Records from a data source:
..............................

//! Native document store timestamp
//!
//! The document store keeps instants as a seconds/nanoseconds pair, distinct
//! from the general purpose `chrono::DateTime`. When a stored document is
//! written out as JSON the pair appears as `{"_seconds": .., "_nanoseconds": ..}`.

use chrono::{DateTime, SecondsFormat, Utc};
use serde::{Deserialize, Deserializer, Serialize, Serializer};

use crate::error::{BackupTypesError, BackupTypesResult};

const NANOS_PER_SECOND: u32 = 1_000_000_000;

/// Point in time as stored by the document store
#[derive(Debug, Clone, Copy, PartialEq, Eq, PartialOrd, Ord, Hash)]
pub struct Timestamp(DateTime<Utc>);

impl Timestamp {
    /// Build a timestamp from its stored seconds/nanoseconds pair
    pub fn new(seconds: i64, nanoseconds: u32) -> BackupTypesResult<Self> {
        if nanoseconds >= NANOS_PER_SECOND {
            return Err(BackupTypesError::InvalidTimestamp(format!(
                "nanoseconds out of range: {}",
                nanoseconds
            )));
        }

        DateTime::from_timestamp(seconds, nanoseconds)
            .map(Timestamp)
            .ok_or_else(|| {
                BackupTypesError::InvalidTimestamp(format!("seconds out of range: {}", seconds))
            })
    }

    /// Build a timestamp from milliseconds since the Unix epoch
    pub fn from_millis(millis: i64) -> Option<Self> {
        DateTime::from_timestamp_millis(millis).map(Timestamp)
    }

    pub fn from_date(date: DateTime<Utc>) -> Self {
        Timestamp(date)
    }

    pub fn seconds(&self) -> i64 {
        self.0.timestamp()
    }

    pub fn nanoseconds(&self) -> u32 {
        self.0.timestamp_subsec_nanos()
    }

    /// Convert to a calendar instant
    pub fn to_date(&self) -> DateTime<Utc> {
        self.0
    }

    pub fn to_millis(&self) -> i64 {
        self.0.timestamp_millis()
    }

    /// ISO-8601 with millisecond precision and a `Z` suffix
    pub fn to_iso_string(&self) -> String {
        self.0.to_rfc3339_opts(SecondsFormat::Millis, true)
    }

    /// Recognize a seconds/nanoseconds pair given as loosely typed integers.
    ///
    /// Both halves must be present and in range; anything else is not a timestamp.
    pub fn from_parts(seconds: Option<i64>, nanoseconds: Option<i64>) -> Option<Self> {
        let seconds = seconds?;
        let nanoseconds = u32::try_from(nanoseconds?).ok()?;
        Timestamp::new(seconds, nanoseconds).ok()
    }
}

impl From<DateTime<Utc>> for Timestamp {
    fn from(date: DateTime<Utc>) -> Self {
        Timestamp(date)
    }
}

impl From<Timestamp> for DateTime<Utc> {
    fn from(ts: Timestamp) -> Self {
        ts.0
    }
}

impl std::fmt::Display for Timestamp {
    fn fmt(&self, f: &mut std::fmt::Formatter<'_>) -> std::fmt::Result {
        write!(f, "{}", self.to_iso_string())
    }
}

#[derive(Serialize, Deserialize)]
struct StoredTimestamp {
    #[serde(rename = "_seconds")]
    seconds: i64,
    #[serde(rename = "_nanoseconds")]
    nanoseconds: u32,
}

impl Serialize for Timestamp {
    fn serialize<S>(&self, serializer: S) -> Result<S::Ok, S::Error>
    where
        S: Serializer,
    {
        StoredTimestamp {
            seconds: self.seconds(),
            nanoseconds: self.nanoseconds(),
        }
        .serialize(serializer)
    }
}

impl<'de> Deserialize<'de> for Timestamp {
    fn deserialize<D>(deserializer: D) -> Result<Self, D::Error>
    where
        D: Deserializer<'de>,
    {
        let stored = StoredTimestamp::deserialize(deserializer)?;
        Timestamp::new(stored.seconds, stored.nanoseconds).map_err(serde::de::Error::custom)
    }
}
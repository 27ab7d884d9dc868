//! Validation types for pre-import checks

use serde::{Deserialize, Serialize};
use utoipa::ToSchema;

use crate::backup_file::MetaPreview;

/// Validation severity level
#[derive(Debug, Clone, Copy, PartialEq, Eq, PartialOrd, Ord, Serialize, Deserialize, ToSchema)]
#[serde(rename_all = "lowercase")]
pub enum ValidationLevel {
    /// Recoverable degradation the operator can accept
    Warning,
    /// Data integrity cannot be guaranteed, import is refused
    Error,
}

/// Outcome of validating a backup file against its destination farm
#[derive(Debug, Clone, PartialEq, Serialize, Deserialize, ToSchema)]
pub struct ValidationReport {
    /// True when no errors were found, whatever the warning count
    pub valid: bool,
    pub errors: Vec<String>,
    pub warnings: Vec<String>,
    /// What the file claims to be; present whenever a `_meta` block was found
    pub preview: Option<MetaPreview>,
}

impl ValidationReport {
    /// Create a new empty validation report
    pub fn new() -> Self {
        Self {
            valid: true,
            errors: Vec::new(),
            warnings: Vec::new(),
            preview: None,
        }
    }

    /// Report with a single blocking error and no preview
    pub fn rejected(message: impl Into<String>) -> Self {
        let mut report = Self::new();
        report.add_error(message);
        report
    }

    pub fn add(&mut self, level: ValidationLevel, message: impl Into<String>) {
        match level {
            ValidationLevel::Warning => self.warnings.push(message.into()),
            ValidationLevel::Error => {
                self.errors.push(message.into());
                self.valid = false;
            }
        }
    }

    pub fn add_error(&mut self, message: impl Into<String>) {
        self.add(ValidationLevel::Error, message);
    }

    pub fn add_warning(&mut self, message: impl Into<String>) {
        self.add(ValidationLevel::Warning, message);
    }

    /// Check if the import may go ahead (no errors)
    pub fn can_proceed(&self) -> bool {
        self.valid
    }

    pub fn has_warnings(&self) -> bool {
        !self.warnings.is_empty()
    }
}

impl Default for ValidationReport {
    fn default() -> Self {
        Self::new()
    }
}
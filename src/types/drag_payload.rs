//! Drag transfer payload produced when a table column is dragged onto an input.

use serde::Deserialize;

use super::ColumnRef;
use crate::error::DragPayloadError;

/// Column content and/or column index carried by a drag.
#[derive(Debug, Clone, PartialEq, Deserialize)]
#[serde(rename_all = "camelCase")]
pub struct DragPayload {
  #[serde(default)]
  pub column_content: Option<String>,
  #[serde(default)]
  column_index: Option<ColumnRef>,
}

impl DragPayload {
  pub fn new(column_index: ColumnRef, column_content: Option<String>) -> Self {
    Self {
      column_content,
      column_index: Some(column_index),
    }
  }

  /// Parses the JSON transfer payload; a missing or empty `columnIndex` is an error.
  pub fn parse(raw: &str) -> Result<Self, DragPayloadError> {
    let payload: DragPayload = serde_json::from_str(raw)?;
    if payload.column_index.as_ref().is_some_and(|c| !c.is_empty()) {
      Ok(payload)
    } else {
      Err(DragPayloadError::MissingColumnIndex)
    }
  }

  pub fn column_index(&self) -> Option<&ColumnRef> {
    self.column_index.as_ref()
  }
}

..............................

[WHAT YOU SHOULD DO] Your task is to copy all of the entries exactly.

[ANSWER SECTION]
//! Native document store timestamp
//!
//! The document store keeps instants as a seconds/nanoseconds pair, distinct
//! from the general purpose `chrono::DateTime`. When a stored document is
//! written out as JSON the pair appears as `{"_seconds": .., "_nanoseconds": ..}`.

use chrono::{DateTime, SecondsFormat, Utc};
use serde::{Deserialize, Deserializer, Serialize, Serializer};

use crate::error::{BackupTypesError, BackupTypesResult};

const NANOS_PER_SECOND: u32 = 1_000_000_000;

/// Point in time as stored by the document store
#[derive(Debug, Clone, Copy, PartialEq, Eq, PartialOrd, Ord, Hash)]
pub struct Timestamp(DateTime<Utc>);

impl Timestamp {
    /// Build a timestamp from its stored seconds/nanoseconds pair
    pub fn new(seconds: i64, nanoseconds: u32) -> BackupTypesResult<Self> {
        if nanoseconds >= NANOS_PER_SECOND {
            return Err(BackupTypesError::InvalidTimestamp(format!(
                "nanoseconds out of range: {}",
                nanoseconds
            )));
        }

        DateTime::from_timestamp(seconds, nanoseconds)
            .map(Timestamp)
            .ok_or_else(|| {
                BackupTypesError::InvalidTimestamp(format!("seconds out of range: {}", seconds))
            })
    }

    /// Build a timestamp from milliseconds since the Unix epoch
    pub fn from_millis(millis: i64) -> Option<Self> {
        DateTime::from_timestamp_millis(millis).map(Timestamp)
    }

    pub fn from_date(date: DateTime<Utc>) -> Self {
        Timestamp(date)
    }

    pub fn seconds(&self) -> i64 {
        self.0.timestamp()
    }

    pub fn nanoseconds(&self) -> u32 {
        self.0.timestamp_subsec_nanos()
    }

    /// Convert to a calendar instant
    pub fn to_date(&self) -> DateTime<Utc> {
        self.0
    }

    pub fn to_millis(&self) -> i64 {
        self.0.timestamp_millis()
    }

    /// ISO-8601 with millisecond precision and a `Z` suffix
    pub fn to_iso_string(&self) -> String {
        self.0.to_rfc3339_opts(SecondsFormat::Millis, true)
    }

    /// Recognize a seconds/nanoseconds pair given as loosely typed integers.
    ///
    /// Both halves must be present and in range; anything else is not a timestamp.
    pub fn from_parts(seconds: Option<i64>, nanoseconds: Option<i64>) -> Option<Self> {
        let seconds = seconds?;
        let nanoseconds = u32::try_from(nanoseconds?).ok()?;
        Timestamp::new(seconds, nanoseconds).ok()
    }
}

impl From<DateTime<Utc>> for Timestamp {
    fn from(date: DateTime<Utc>) -> Self {
        Timestamp(date)
    }
}

impl From<Timestamp> for DateTime<Utc> {
    fn from(ts: Timestamp) -> Self {
        ts.0
    }
}

impl std::fmt::Display for Timestamp {
    fn fmt(&self, f: &mut std::fmt::Formatter<'_>) -> std::fmt::Result {
        write!(f, "{}", self.to_iso_string())
    }
}

#[derive(Serialize, Deserialize)]
struct StoredTimestamp {
    #[serde(rename = "_seconds")]
    seconds: i64,
    #[serde(rename = "_nanoseconds")]
    nanoseconds: u32,
}

impl Serialize for Timestamp {
    fn serialize<S>(&self, serializer: S) -> Result<S::Ok, S::Error>
    where
        S: Serializer,
    {
        StoredTimestamp {
            seconds: self.seconds(),
            nanoseconds: self.nanoseconds(),
        }
        .serialize(serializer)
    }
}

impl<'de> Deserialize<'de> for Timestamp {
    fn deserialize<D>(deserializer: D) -> Result<Self, D::Error>
    where
        D: Deserializer<'de>,
    {
        let stored = StoredTimestamp::deserialize(deserializer)?;
        Timestamp::new(stored.seconds, stored.nanoseconds).map_err(serde::de::Error::custom)
    }
}
repository 27ab7d884d9dc868
//! Validation types for pre-import checks

use serde::{Deserialize, Serialize};
use utoipa::ToSchema;

use crate::backup_file::MetaPreview;

/// Validation severity level
#[derive(Debug, Clone, Copy, PartialEq, Eq, PartialOrd, Ord, Serialize, Deserialize, ToSchema)]
#[serde(rename_all = "lowercase")]
pub enum ValidationLevel {
    /// Recoverable degradation the operator can accept
    Warning,
    /// Data integrity cannot be guaranteed, import is refused
    Error,
}

/// Outcome of validating a backup file against its destination farm
#[derive(Debug, Clone, PartialEq, Serialize, Deserialize, ToSchema)]
pub struct ValidationReport {
    /// True when no errors were found, whatever the warning count
    pub valid: bool,
    pub errors: Vec<String>,
    pub warnings: Vec<String>,
    /// What the file claims to be; present whenever a `_meta` block was found
    pub preview: Option<MetaPreview>,
}

impl ValidationReport {
    /// Create a new empty validation report
    pub fn new() -> Self {
        Self {
            valid: true,
            errors: Vec::new(),
            warnings: Vec::new(),
            preview: None,
        }
    }

    /// Report with a single blocking error and no preview
    pub fn rejected(message: impl Into<String>) -> Self {
        let mut report = Self::new();
        report.add_error(message);
        report
    }

    pub fn add(&mut self, level: ValidationLevel, message: impl Into<String>) {
        match level {
            ValidationLevel::Warning => self.warnings.push(message.into()),
            ValidationLevel::Error => {
                self.errors.push(message.into());
                self.valid = false;
            }
        }
    }

    pub fn add_error(&mut self, message: impl Into<String>) {
        self.add(ValidationLevel::Error, message);
    }

    pub fn add_warning(&mut self, message: impl Into<String>) {
        self.add(ValidationLevel::Warning, message);
    }

    /// Check if the import may go ahead (no errors)
    pub fn can_proceed(&self) -> bool {
        self.valid
    }

    pub fn has_warnings(&self) -> bool {
        !self.warnings.is_empty()
    }
}

impl Default for ValidationReport {
    fn default() -> Self {
        Self::new()
    }
}
filename src/types/drag_payload.rs
//! Drag transfer payload produced when a table column is dragged onto an input.

use serde::Deserialize;

use super::ColumnRef;
use crate::error::DragPayloadError;

/// Column content and/or column index carried by a drag.
#[derive(Debug, Clone, PartialEq, Deserialize)]
#[serde(rename_all = "camelCase")]
pub struct DragPayload {
  #[serde(default)]
  pub column_content: Option<String>,
  #[serde(default)]
  column_index: Option<ColumnRef>,
}

impl DragPayload {
  pub fn new(column_index: ColumnRef, column_content: Option<String>) -> Self {
    Self {
      column_content,
      column_index: Some(column_index),
    }
  }

  /// Parses the JSON transfer payload; a missing or empty `columnIndex` is an error.
  pub fn parse(raw: &str) -> Result<Self, DragPayloadError> {
    let payload: DragPayload = serde_json::from_str(raw)?;
    if payload.column_index.as_ref().is_some_and(|c| !c.is_empty()) {
      Ok(payload)
    } else {
      Err(DragPayloadError::MissingColumnIndex)
    }
  }

  pub fn column_index(&self) -> Option<&ColumnRef> {
    self.column_index.as_ref()
  }
}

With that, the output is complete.